Em «Akiplesa» («Tóxico»), 2024, de Saule Bliuvaite, a acção concentra-se nos subúrbios de Kaunas, a segunda maior cidade da Lituânia, antiga capital do país, conhecida pela sua importância no domínio da indústria pesada. Para quem a conhece, há motivos de sobra para a visitar, sobretudo no que diz respeito ao património histórico. Mas, infelizmente, no reverso dessa medalha encontra-se uma área degradada que a realizadora e argumentista elegeu para desenvolver as matérias que desejava salientar numa perspectiva feminina e polvilhada de preocupações vagamente sociológicas. Matérias cujos contornos não deixam margem para dúvidas sobre o carácter sombrio dos espaços habitados por homens, mulheres e adolescentes que, num quase permanente estado de depressão, procuram escapatórias para saírem dali para outras paragens. Para os devidos efeitos, usam os mais diversos expedientes, ainda assim escassos para evitar uma vida cinzenta, plena de dificuldades financeiras e, aparentemente, sem grandes alternativas. No elenco, o destaque incide num grupo de jovens, algumas mesmo muito jovens, que se inscrevem numa escola (gerida por quem não irá oferecer garantias de seriedade, rigor e qualidade didáctica) destinada a ensinar as rapariguinhas com a idade e silhueta dita ideal a seguir uma carreira de modelo. De início, somos levados a pensar que naquelas quatro paredes se podia encontrar a melhor estratégia para aprender a arte de mover o corpo com graça e desenvoltura nas passerelles desse milionário negócio que no plano internacional se identifica como o mundo da moda. Mais para a frente, pelas declarações de uma modelo ali formada e regressada ao convívio das suas companheiras e debutantes lituanas (após um périplo seguramente “dourado” por lugares como Paris, Tóquio ou Nova Iorque), ficamos com a forte sensação de que as proto-modelos se arriscavam a cair nas malhas de práticas e rotinas pouco recomendáveis que, dinheiro a quanto obrigas, as levavam a participar em festas ou qualquer coisa parecida, privadas na maior parte dos casos do poder de dizer sim ou, sobretudo, do direito de dizer não. Talvez por venenosa ironia, numa presença cáustica e visualmente relevante, essa modelo que regressara ao país chegou com o indesmentível perfil da mulher grávida. Para bom entendedor, até meia sequência de planos bastava…!

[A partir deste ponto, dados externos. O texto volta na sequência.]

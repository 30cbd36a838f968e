// src/analyze/semantic.rs
//! Semantic re-ranking: embedding similarity between items and topics.
//!
//! - Keyword-matched items are embedded first, then zero-score items in input
//!   order, up to `embed_budget - topics` texts. The rest is carried through
//!   unchanged.
//! - Every embedded item gets `best_similarity * semantic_scale` added.
//! - A zero-keyword item whose best similarity reaches `semantic_threshold`
//!   is assigned that single topic (semantic rescue).
//!
//! Inclusion filtering happens afterwards in [`super::select::retain_qualified`].

use metrics::counter;
use std::sync::Arc;
use tracing::{debug, info};

use super::embedding::{cosine_similarity, embed_batched, EmbeddingBackend};
use crate::config::{RankingConfig, Topics};
use crate::item::{truncate_chars, NewsItem};
use crate::retry::RetryPolicy;

#[derive(Debug, Clone, Default, PartialEq, Eq)]
pub struct RerankStats {
    pub embedded: usize,
    pub keyword_candidates: usize,
    pub zero_candidates: usize,
    pub carried: usize,
    pub rescued: usize,
    pub fallback_batches: usize,
}

/// Split into (to embed, carried through) under `budget`.
pub fn select_for_embedding(items: Vec<NewsItem>, budget: usize) -> (Vec<NewsItem>, Vec<NewsItem>) {
    let (keyword, zero): (Vec<_>, Vec<_>) = items.into_iter().partition(|i| i.score > 0.0);

    let mut embed = Vec::with_capacity(budget.min(keyword.len() + zero.len()));
    let mut carried = Vec::new();
    for it in keyword.into_iter().chain(zero) {
        if embed.len() < budget {
            embed.push(it);
        } else {
            carried.push(it);
        }
    }
    (embed, carried)
}

/// Text embedded for an item: `"{title}. {first N snippet chars}"`.
pub fn item_text(item: &NewsItem, snippet_chars: usize) -> String {
    format!("{}. {}", item.title, truncate_chars(&item.snippet, snippet_chars))
}

/// Best-matching topic by cosine similarity; ties keep the earlier topic and
/// only strictly positive similarities count.
pub fn best_topic<'a>(item_vec: &[f32], topic_vecs: &[(&'a str, Vec<f32>)]) -> (Option<&'a str>, f32) {
    let mut best_sim = 0.0f32;
    let mut best_key = None;
    for (key, vec) in topic_vecs {
        let sim = cosine_similarity(item_vec, vec);
        if sim > best_sim {
            best_sim = sim;
            best_key = Some(*key);
        }
    }
    (best_key, best_sim)
}

/// Add the semantic bonus and rescue if eligible. Returns true on rescue.
pub fn apply_similarity(
    item: &mut NewsItem,
    best: (Option<&str>, f32),
    settings: &RankingConfig,
) -> bool {
    let (key, sim) = best;
    item.score += f64::from(sim) * settings.semantic_scale;

    match key {
        Some(k) if item.matched_topics.is_empty() && sim >= settings.semantic_threshold => {
            item.matched_topics = vec![k.to_string()];
            debug!(
                target: "ranking",
                title = %truncate_chars(&item.title, 60),
                topic = k,
                sim,
                "semantic rescue"
            );
            true
        }
        _ => false,
    }
}

pub struct SemanticReranker {
    backend: Arc<dyn EmbeddingBackend>,
    settings: RankingConfig,
    policy: RetryPolicy,
}

impl SemanticReranker {
    pub fn new(backend: Arc<dyn EmbeddingBackend>, settings: RankingConfig, policy: RetryPolicy) -> Self {
        Self {
            backend,
            settings,
            policy,
        }
    }

    pub fn backend_name(&self) -> &str {
        self.backend.name()
    }

    /// Item slots left after reserving one per topic description.
    pub fn item_budget(&self, topic_count: usize) -> usize {
        self.settings.embed_budget.saturating_sub(topic_count)
    }

    /// Re-score `items`. Output is embedded items followed by carried items;
    /// nothing is dropped here.
    pub async fn rerank(&self, items: Vec<NewsItem>, topics: &Topics) -> (Vec<NewsItem>, RerankStats) {
        let mut stats = RerankStats::default();
        if items.is_empty() || topics.is_empty() {
            stats.carried = items.len();
            return (items, stats);
        }

        let budget = self.item_budget(topics.len());
        let keyword_total = items.iter().filter(|i| i.score > 0.0).count();
        let (mut embed, carried) = select_for_embedding(items, budget);
        stats.embedded = embed.len();
        stats.keyword_candidates = keyword_total.min(embed.len());
        stats.zero_candidates = embed.len() - stats.keyword_candidates;
        stats.carried = carried.len();
        info!(
            target: "ranking",
            embedded = stats.embedded,
            keyword = stats.keyword_candidates,
            zero_score = stats.zero_candidates,
            carried = stats.carried,
            "embedding items for semantic scoring"
        );

        let s = &self.settings;
        let topic_texts: Vec<String> = topics.iter().map(|t| t.semantic_text()).collect();
        let topic_emb = embed_batched(
            self.backend.as_ref(),
            &topic_texts,
            s.embed_batch_size,
            s.embedding_dims,
            &self.policy,
        )
        .await;
        let topic_vecs: Vec<(&str, Vec<f32>)> = topics.keys().zip(topic_emb.vectors).collect();

        let item_texts: Vec<String> = embed.iter().map(|i| item_text(i, s.item_text_chars)).collect();
        let item_emb = embed_batched(
            self.backend.as_ref(),
            &item_texts,
            s.embed_batch_size,
            s.embedding_dims,
            &self.policy,
        )
        .await;
        stats.fallback_batches = topic_emb.fallback_batches + item_emb.fallback_batches;

        for (item, vec) in embed.iter_mut().zip(item_emb.vectors.iter()) {
            if apply_similarity(item, best_topic(vec, &topic_vecs), s) {
                stats.rescued += 1;
            }
        }
        counter!("ranking_semantic_rescued_total").increment(stats.rescued as u64);

        embed.extend(carried);
        (embed, stats)
    }
}
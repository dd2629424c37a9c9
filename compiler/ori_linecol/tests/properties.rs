//! Property-based tests for offset lookup.
//!
//! Sources are generated from a small alphabet that mixes ASCII, newlines
//! and multi-byte characters of every UTF-8 width, so that line boundaries
//! and rune/byte divergence come up often.

#![allow(clippy::unwrap_used, clippy::expect_used, reason = "Tests can panic")]
#![allow(
    clippy::doc_markdown,
    clippy::disallowed_types,
    clippy::uninlined_format_args,
    reason = "Proptest macros generate code with these patterns"
)]

use ori_linecol::{locate_linear, LineIndex, LocateError};
use proptest::prelude::*;

/// Generate source text biased towards newlines and multi-byte chars.
fn source_strategy() -> impl Strategy<Value = String> {
    proptest::collection::vec(
        prop_oneof![
            4 => Just('a'),
            2 => Just(' '),
            3 => Just('\n'),
            1 => Just('{'),
            1 => Just('é'),
            1 => Just('€'),
            1 => Just('😀'),
        ],
        0..128,
    )
    .prop_map(|chars| chars.into_iter().collect::<String>())
}

/// Source plus an in-range offset (`0..=len`).
fn source_and_offset() -> impl Strategy<Value = (String, usize)> {
    source_strategy().prop_flat_map(|s| {
        let len = s.len();
        (Just(s), 0..=len)
    })
}

/// Extra UTF-8 bytes (beyond one per char) in `s`.
fn extra_bytes(s: &str) -> usize {
    s.len() - s.chars().count()
}

proptest! {
    #[test]
    fn terminators_match_newlines(source in source_strategy()) {
        let index = LineIndex::build(&source);
        let expected: Vec<usize> = source
            .char_indices()
            .filter(|&(_, c)| c == '\n')
            .map(|(i, _)| i)
            .collect();
        prop_assert_eq!(index.terminators(), expected.as_slice());
        prop_assert_eq!(index.line_count(), expected.len() + 1);
    }

    #[test]
    fn indexed_matches_linear((source, offset) in source_and_offset()) {
        let index = LineIndex::build(&source);
        prop_assert_eq!(index.locate(offset), locate_linear(source.as_bytes(), offset));
    }

    #[test]
    fn line_in_range((source, offset) in source_and_offset()) {
        let index = LineIndex::build(&source);
        let pos = index.locate(offset).unwrap();
        prop_assert!(pos.line >= 1 && pos.line <= index.line_count());
        prop_assert_eq!(index.line_of(offset), Ok(pos.line));
    }

    #[test]
    fn byte_column_matches_line_start((source, offset) in source_and_offset()) {
        let index = LineIndex::build(&source);
        let pos = index.locate(offset).unwrap();
        let start = index.line_start(pos.line).unwrap();
        prop_assert_eq!(pos.byte_column, offset - start + 1);
        prop_assert!(offset <= index.line_end(pos.line).unwrap());
    }

    #[test]
    fn rune_gap_equals_extra_bytes_on_line(source in source_strategy()) {
        let index = LineIndex::build(&source);
        for (offset, _) in source.char_indices().chain(std::iter::once((source.len(), ' '))) {
            let pos = index.locate(offset).unwrap();
            let start = index.line_start(pos.line).unwrap();
            let gap = extra_bytes(&source[start..offset]);
            prop_assert_eq!(pos.byte_column - pos.rune_column, gap, "offset {}", offset);
        }
    }

    #[test]
    fn byte_columns_increase_within_line(source in source_strategy()) {
        let index = LineIndex::build(&source);
        let positions: Vec<_> = (0..=source.len())
            .map(|o| index.locate(o).unwrap())
            .collect();
        for pair in positions.windows(2) {
            if pair[0].line == pair[1].line {
                prop_assert!(pair[0].byte_column < pair[1].byte_column);
                prop_assert!(pair[0].rune_column <= pair[1].rune_column);
            } else {
                prop_assert_eq!(pair[1].line, pair[0].line + 1);
                prop_assert_eq!(pair[1].byte_column, 1);
            }
        }
    }

    #[test]
    fn past_end_is_out_of_range(source in source_strategy(), extra in 1usize..64) {
        let index = LineIndex::build(&source);
        let offset = source.len() + extra;
        prop_assert_eq!(
            index.locate(offset),
            Err(LocateError::OutOfRange {
                offset: i64::try_from(offset).unwrap(),
                len: source.len(),
            })
        );
    }

    #[test]
    fn negative_is_out_of_range(source in source_strategy(), offset in i64::MIN..0) {
        let index = LineIndex::build(&source);
        prop_assert_eq!(
            index.locate_signed(offset),
            Err(LocateError::OutOfRange { offset, len: source.len() })
        );
    }

    #[test]
    fn newline_free_end_is_one_past(s in "[a-zé]{0,64}") {
        let index = LineIndex::build(&s);
        let pos = index.locate(s.len()).unwrap();
        prop_assert_eq!(pos.line, 1);
        prop_assert_eq!(pos.byte_column, s.len() + 1);
        prop_assert_eq!(pos.rune_column, s.chars().count() + 1);
    }
}
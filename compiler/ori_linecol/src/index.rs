//! Line terminator index.
//!
//! Records the byte offset of every `\n` in a source blob so that line
//! lookups are a binary search instead of a linear scan from the start.

/// Pre-computed terminator table over a borrowed source.
///
/// Built once, read-only afterwards. The source is borrowed for the
/// lifetime of the index, so it cannot change underneath it; a modified
/// source needs a freshly built index.
///
/// # Example
///
/// ```
/// use ori_linecol::LineIndex;
///
/// let source = "ab\ncd\n";
/// let index = LineIndex::build(source);
///
/// assert_eq!(index.terminators(), &[2, 5]);
/// assert_eq!(index.line_count(), 3);
/// assert_eq!(index.line_str(2), Some("cd"));
/// ```
#[derive(Clone, Debug)]
pub struct LineIndex<'src> {
    source: &'src [u8],
    /// Byte offset of each `\n`, strictly increasing.
    terminators: Vec<usize>,
}

impl<'src> LineIndex<'src> {
    /// Build an index over UTF-8 text.
    pub fn build(source: &'src str) -> Self {
        Self::build_bytes(source.as_bytes())
    }

    /// Build an index over raw bytes.
    ///
    /// The bytes are not validated. Line numbers and byte columns are exact
    /// for any input; rune columns are only meaningful for valid UTF-8.
    ///
    /// `0x0A` never occurs inside a multi-byte UTF-8 sequence, so searching
    /// for the byte finds exactly the `\n` scalar values.
    #[tracing::instrument(level = "trace", skip_all, fields(len = source.len()))]
    pub fn build_bytes(source: &'src [u8]) -> Self {
        let terminators: Vec<usize> = memchr::memchr_iter(b'\n', source).collect();
        tracing::debug!(
            len = source.len(),
            terminators = terminators.len(),
            "built line index"
        );
        LineIndex {
            source,
            terminators,
        }
    }

    /// The indexed source.
    #[inline]
    pub fn source(&self) -> &'src [u8] {
        self.source
    }

    /// Length of the indexed source in bytes.
    #[inline]
    pub fn len(&self) -> usize {
        self.source.len()
    }

    #[inline]
    pub fn is_empty(&self) -> bool {
        self.source.is_empty()
    }

    /// Byte offsets of every `\n`, ascending.
    #[inline]
    pub fn terminators(&self) -> &[usize] {
        &self.terminators
    }

    /// Number of lines. Always at least 1, even for an empty source.
    #[inline]
    pub fn line_count(&self) -> usize {
        self.terminators.len() + 1
    }

    /// Byte offset where a 1-based line starts.
    ///
    /// Returns `None` for line 0 or lines past the end.
    pub fn line_start(&self, line: usize) -> Option<usize> {
        match line {
            0 => None,
            1 => Some(0),
            _ => self.terminators.get(line - 2).map(|&nl| nl + 1),
        }
    }

    /// Byte offset where a 1-based line ends, excluding its terminator.
    ///
    /// For the last line this is the source length.
    pub fn line_end(&self, line: usize) -> Option<usize> {
        if line == 0 || line > self.line_count() {
            return None;
        }
        Some(
            self.terminators
                .get(line - 1)
                .copied()
                .unwrap_or(self.source.len()),
        )
    }

    /// Bytes of a 1-based line, without its terminator.
    pub fn line_bytes(&self, line: usize) -> Option<&'src [u8]> {
        let start = self.line_start(line)?;
        let end = self.line_end(line)?;
        self.source.get(start..end)
    }

    /// Text of a 1-based line, without its terminator.
    ///
    /// Returns `None` if the line does not exist or is not valid UTF-8.
    pub fn line_str(&self, line: usize) -> Option<&'src str> {
        std::str::from_utf8(self.line_bytes(line)?).ok()
    }

    /// Start offset of the line with 0-based index `line_idx`.
    ///
    /// `line_idx` must be at most `terminators.len()`.
    #[inline]
    pub(crate) fn start_of_line_idx(&self, line_idx: usize) -> usize {
        match line_idx {
            0 => 0,
            i => self.terminators[i - 1] + 1,
        }
    }
}
//! Offset to position lookup.
//!
//! The line is found by a lower-bound binary search over the terminator
//! table: for a sorted table, `offset <= terminators[i]` is false for every
//! line before the one containing `offset` and true from it onwards. The
//! rune column then needs a scan of the line prefix, since the start of a
//! multi-byte character cannot be found without walking from a known
//! boundary.

use std::fmt;
use std::ops::Range;

use crate::{LineIndex, LocateError};

/// A 1-based source position.
///
/// `byte_column` counts bytes from the line start, `rune_column` counts
/// Unicode scalar values. They differ once a multi-byte character precedes
/// the offset on its line.
#[derive(Copy, Clone, Debug, PartialEq, Eq, PartialOrd, Ord, Hash)]
#[cfg_attr(feature = "serde", derive(serde::Serialize, serde::Deserialize))]
pub struct Position {
    pub line: usize,
    pub byte_column: usize,
    pub rune_column: usize,
}

impl Position {
    /// Position of offset 0.
    pub const START: Position = Position {
        line: 1,
        byte_column: 1,
        rune_column: 1,
    };
}

impl fmt::Display for Position {
    fn fmt(&self, f: &mut fmt::Formatter<'_>) -> fmt::Result {
        write!(f, "{}:{}", self.line, self.rune_column)
    }
}

impl LineIndex<'_> {
    /// Map a byte offset to its 1-based position.
    ///
    /// Valid offsets are `0..=len`. The end-of-source offset maps one column
    /// past the last character of the final line.
    pub fn locate(&self, offset: usize) -> Result<Position, LocateError> {
        if offset == 0 {
            return Ok(Position::START);
        }
        let line_idx = self.line_idx_of(offset)?;
        let line_start = self.start_of_line_idx(line_idx);
        Ok(position_in_line(self.source(), line_idx, line_start, offset))
    }

    /// Like [`locate`](Self::locate), for offsets computed with signed
    /// arithmetic. Negative offsets are out of range.
    pub fn locate_signed(&self, offset: i64) -> Result<Position, LocateError> {
        let offset = usize::try_from(offset).map_err(|_| LocateError::OutOfRange {
            offset,
            len: self.len(),
        })?;
        self.locate(offset)
    }

    /// Locate both ends of a byte range.
    ///
    /// The end is exclusive, so `range.end == len` is allowed. A reversed
    /// range is reported as out of range at its start.
    pub fn locate_range(&self, range: Range<usize>) -> Result<(Position, Position), LocateError> {
        if range.start > range.end {
            return Err(LocateError::out_of_range(range.start, self.len()));
        }
        Ok((self.locate(range.start)?, self.locate(range.end)?))
    }

    /// 1-based line containing `offset`, without computing columns.
    pub fn line_of(&self, offset: usize) -> Result<usize, LocateError> {
        self.line_idx_of(offset).map(|idx| idx + 1)
    }

    /// 0-based line index containing `offset`.
    fn line_idx_of(&self, offset: usize) -> Result<usize, LocateError> {
        if offset > self.len() {
            return Err(LocateError::out_of_range(offset, self.len()));
        }
        let terminators = self.terminators();
        match terminators.last() {
            None => Ok(0),
            // Past the last newline: on the final line, including end-of-source.
            Some(&last) if offset > last => Ok(terminators.len()),
            Some(_) => Ok(terminators.partition_point(|&nl| nl < offset)),
        }
    }
}

/// Locate an offset by scanning `source` directly, without an index.
///
/// Same semantics as [`LineIndex::locate`] at O(offset) cost. Useful for a
/// single lookup where building an index would not pay off.
pub fn locate_linear(source: &[u8], offset: usize) -> Result<Position, LocateError> {
    if offset > source.len() {
        return Err(LocateError::out_of_range(offset, source.len()));
    }
    if offset == 0 {
        return Ok(Position::START);
    }
    let prefix = &source[..offset];
    let line_idx = memchr::memchr_iter(b'\n', prefix).count();
    let line_start = memchr::memrchr(b'\n', prefix).map_or(0, |nl| nl + 1);
    Ok(position_in_line(source, line_idx, line_start, offset))
}

fn position_in_line(source: &[u8], line_idx: usize, line_start: usize, offset: usize) -> Position {
    Position {
        line: line_idx + 1,
        byte_column: offset - line_start + 1,
        rune_column: rune_column(source, line_start, offset),
    }
}

/// Number of scalar values starting in `source[line_start..=offset]`.
///
/// An offset inside a multi-byte character reports that character's
/// column. At `offset == source.len()` the virtual end position counts
/// as one more column.
fn rune_column(source: &[u8], line_start: usize, offset: usize) -> usize {
    let before = source[line_start..offset]
        .iter()
        .filter(|&&b| !is_utf8_continuation(b))
        .count();
    match source.get(offset) {
        Some(&b) if is_utf8_continuation(b) => before,
        _ => before + 1,
    }
}

#[inline]
const fn is_utf8_continuation(byte: u8) -> bool {
    byte & 0xC0 == 0x80
}
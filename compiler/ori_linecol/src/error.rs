//! Lookup errors.

/// Error returned when an offset cannot be mapped to a position.
#[derive(Debug, Clone, Copy, PartialEq, Eq, thiserror::Error)]
pub enum LocateError {
    /// Offset lies outside `0..=len`.
    ///
    /// `offset` is the requested offset, saturated to `i64::MAX` if it was
    /// a `usize` too large for `i64`.
    #[error("offset {offset} is out of range for source of length {len} (valid: 0..={len})")]
    OutOfRange { offset: i64, len: usize },
}

impl LocateError {
    #[inline]
    pub(crate) fn out_of_range(offset: usize, len: usize) -> Self {
        LocateError::OutOfRange {
            offset: i64::try_from(offset).unwrap_or(i64::MAX),
            len,
        }
    }
}
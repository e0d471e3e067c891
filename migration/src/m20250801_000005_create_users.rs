use sea_orm_migration::prelude::*;

#[derive(DeriveMigrationName)]
pub struct Migration;

#[async_trait::async_trait]
impl MigrationTrait for Migration {
    async fn up(&self, manager: &SchemaManager) -> Result<(), DbErr> {
        manager
            .create_table(
                Table::create()
                    .table(Users::Table)
                    .if_not_exists()
                    .col(
                        ColumnDef::new(Users::UserId)
                            .integer()
                            .not_null()
                            .auto_increment()
                            .primary_key(),
                    )
                    .col(
                        ColumnDef::new(Users::Username)
                            .string_len(100)
                            .not_null()
                            .unique_key(),
                    )
                    .col(
                        ColumnDef::new(Users::Email)
                            .string()
                            .not_null()
                            .unique_key(),
                    )
                    .col(
                        ColumnDef::new(Users::PasswordHash)
                            .string()
                            .not_null(),
                    )
                    .col(
                        ColumnDef::new(Users::CreatedAt)
                            .timestamp_with_time_zone()
                            .not_null()
                            .default(SimpleExpr::Keyword(Keyword::CurrentTimestamp)),
                    )
                    .to_owned(),
            )
            .await
    }

    async fn down(&self, manager: &SchemaManager) -> Result<(), DbErr> {
        manager
            .drop_table(Table::drop().table(Users::Table).to_owned())
            .await
    }
}

#[derive(DeriveIden)]
enum Users {
    Table,
    UserId,
    Username,
    Email,
    PasswordHash,
    CreatedAt,
}
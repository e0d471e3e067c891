use chrono::{DateTime, Utc};
use serde::{Deserialize, Serialize};

#[derive(Debug, Clone, Deserialize)]
pub struct RegisterRequest {
    pub username: String,
    pub email: String,
    pub password: String,
}

#[derive(Debug, Clone, Serialize, Deserialize)]
pub struct UserResponse {
    pub user_id: i32,
    pub username: String,
    pub email: String,
    pub created_at: DateTime<Utc>,
}

/// OAuth2-style password grant form body.
#[derive(Debug, Clone, Deserialize)]
pub struct LoginForm {
    pub username: String,
    pub password: String,
}

#[derive(Debug, Clone, Serialize, Deserialize)]
pub struct TokenResponse {
    pub access_token: String,
    pub token_type: String,
}
//! Sync job for OHLC candle windows, same discipline as the historical
//! series sync but over a shorter top list and day window.

use sea_orm::DatabaseConnection;
use tokio::time::{Duration, interval, sleep};

use crate::services::coingecko::CoinGeckoService;
use crate::services::{normalize, upsert};

const TOP_COINS: usize = 50;
const OHLC_DAYS: u32 = 30;
const COIN_PACING: Duration = Duration::from_secs(2);

pub async fn start_ohlc_sync_job(db: DatabaseConnection, coingecko: CoinGeckoService) {
    tokio::spawn(async move {
        let mut interval = interval(Duration::from_secs(21600)); // Every 6 hours

        loop {
            interval.tick().await;
            tracing::info!("Starting OHLC sync cycle");

            if let Err(e) = sync_ohlc_prices(&db, &coingecko).await {
                tracing::error!("OHLC sync cycle failed: {}", e);
            }
        }
    });
}

pub async fn sync_ohlc_prices(
    db: &DatabaseConnection,
    coingecko: &CoinGeckoService,
) -> Result<(), Box<dyn std::error::Error + Send + Sync>> {
    let ids = coingecko.fetch_top_market_cap_ids(TOP_COINS).await?;

    let mut stored = 0u64;
    let mut error_count = 0usize;

    for coin_id in &ids {
        match fetch_and_store_candles(db, coingecko, coin_id).await {
            Ok(count) => {
                stored += count;
                tracing::debug!("Stored {} OHLC candles for {}", count, coin_id);
            }
            Err(e) => {
                tracing::warn!("OHLC sync failed for {}: {}", coin_id, e);
                error_count += 1;
            }
        }

        sleep(COIN_PACING).await;
    }

    tracing::info!(
        "OHLC sync complete: {} rows upserted across {} coins, {} errors",
        stored,
        ids.len(),
        error_count
    );

    Ok(())
}

async fn fetch_and_store_candles(
    db: &DatabaseConnection,
    coingecko: &CoinGeckoService,
    coin_id: &str,
) -> Result<u64, Box<dyn std::error::Error + Send + Sync>> {
    let candles = coingecko.fetch_ohlc(coin_id, "usd", OHLC_DAYS).await?;

    let rows = normalize::normalize_ohlc(coin_id, &candles);

    Ok(upsert::upsert_ohlc_prices(db, rows).await?)
}
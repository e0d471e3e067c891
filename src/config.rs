//! Process configuration, read once at startup and passed into components.

use std::env;

#[derive(Clone, Debug)]
pub struct AppConfig {
    pub database_url: String,
    pub coingecko_api_key: String,
    pub coingecko_base_url: String,
    pub jwt_secret: String,
    pub bind_addr: String,
    pub icons_dir: String,
    pub download_icons: bool,
}

impl AppConfig {
    /// Build the configuration from environment variables.
    ///
    /// `DATABASE_URL` and `JWT_SECRET` are required; everything else has a
    /// working default. `COINGECKO_API_KEY` may be empty when using the
    /// public demo tier.
    pub fn from_env() -> Result<Self, String> {
        Ok(Self {
            database_url: env::var("DATABASE_URL")
                .map_err(|_| "DATABASE_URL must be set".to_string())?,
            coingecko_api_key: env::var("COINGECKO_API_KEY").unwrap_or_default(),
            coingecko_base_url: env::var("COINGECKO_BASE_URL")
                .unwrap_or_else(|_| "https://api.coingecko.com/api/v3".to_string()),
            jwt_secret: env::var("JWT_SECRET")
                .map_err(|_| "JWT_SECRET must be set".to_string())?,
            bind_addr: env::var("BIND_ADDR").unwrap_or_else(|_| "0.0.0.0:8000".to_string()),
            icons_dir: env::var("COIN_ICONS_DIR").unwrap_or_else(|_| "coin_icons".to_string()),
            download_icons: env::var("DOWNLOAD_COIN_ICONS")
                .map(|v| v == "1" || v.eq_ignore_ascii_case("true"))
                .unwrap_or(false),
        })
    }
}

Num projecto que abarca diversas personagens encerradas entre um presente agreste e um futuro incerto, para dar mais força aos conflitos dramáticos gerados por quem anda perdida no pesadíssimo quotidiano, o argumento concentra as linhas de força no percurso de duas adolescentes. Primeiro em Marija (Vesta Matulyte), que por não ser nativa daquelas bandas será objecto de um bullying deveras canalha por parte das suas colegas. Para além do mais, parece um contrassenso querer ser modelo, já que desde criança coxeia, facto que amplifica o sarcasmo das por vezes bem cruéis colegas e candidatas a um lugar ao sol. Pouco depois conheceremos aquela que virá a ser a sua principal cúmplice e confidente, Kristina (Ieva Rupeikaite). Na verdade, foi esta que provocou um princípio de sobressalto histérico ao roubar num balneário os jeans de Marija, coisa que naquele contexto era mais do que uma afronta, era ficar privado de um bem-amado símbolo da cultura americana e ocidental.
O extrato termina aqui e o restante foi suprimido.